### What you are asked to do
Write out the line that contains "to register SIGTERM", then every following line to the end of the records below, with no other lines and no changes.

### Data for the task
- - -

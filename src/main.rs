use std::sync::Arc;

use tokio::net::TcpListener;
use tracing::info;

use perch::auth::{IdentityProvider, StaticTokenProvider};
use perch::config::Settings;
use perch::engine::Engine;
use perch::http::{self, AppState};
use perch::sweeper;

#[tokio::main]
async fn main() -> Result<(), Box<dyn std::error::Error>> {
    tracing_subscriber::fmt::init();

    let settings = Arc::new(Settings::from_env()?);
    perch::observability::init(settings.metrics_port);

    // Ensure data directory exists
    std::fs::create_dir_all(&settings.data_dir)?;

    let token_spec = std::env::var("PERCH_TOKENS").unwrap_or_default();
    let identity: Arc<dyn IdentityProvider> = Arc::new(StaticTokenProvider::from_spec(&token_spec)?);

    let wal_path = settings.data_dir.join("perch.wal");
    let engine = Arc::new(Engine::new(wal_path, settings.clone())?);

    tokio::spawn(sweeper::run_sweeper(engine.clone()));
    tokio::spawn(sweeper::run_compactor(
        engine.clone(),
        settings.compact_threshold,
    ));

    let app = http::router(AppState {
        engine,
        identity,
    });

    let addr = format!("{}:{}", settings.bind, settings.port);
    let listener = TcpListener::bind(&addr).await?;
    info!("perch listening on {addr}");
    info!("  data_dir: {}", settings.data_dir.display());
    info!("  timezone: {}", settings.timezone);
    info!(
        "  work hours: {:02}:{:02}-{:02}:{:02}, {}h slots",
        settings.work_start_hour,
        settings.work_start_minute,
        settings.work_end_hour,
        settings.work_end_minute,
        settings.booking_duration_hours
    );
    info!(
        "  metrics: {}",
        settings
            .metrics_port
            .map_or("disabled".to_string(), |p| format!(
                "http://0.0.0.0:{p}/metrics"
            ))
    );

    // Graceful shutdown: stop accepting on SIGTERM/ctrl-c, drain in-flight requests
    axum::serve(listener, app)
        .with_graceful_shutdown(shutdown_signal())
        .await?;

    info!("perch stopped");
    Ok(())
}

async fn shutdown_signal() {
    let ctrl_c = tokio::signal::ctrl_c();
    #[cfg(unix)]
    {
        let mut sigterm = tokio::signal::unix::signal(tokio::signal::unix::SignalKind::terminate())
            .expect("failed to register SIGTERM handler");
        tokio::select! {
            _ = ctrl_c => {}
            _ = sigterm.recv() => {}
        }
    }
    #[cfg(not(unix))]
    {
        ctrl_c.await.ok();
    }
}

- - -

### The answer
            .expect("failed to register SIGTERM handler");
        tokio::select! {
            _ = ctrl_c => {}
            _ = sigterm.recv() => {}
        }
    }
    #[cfg(not(unix))]
    {
        ctrl_c.await.ok();
    }
}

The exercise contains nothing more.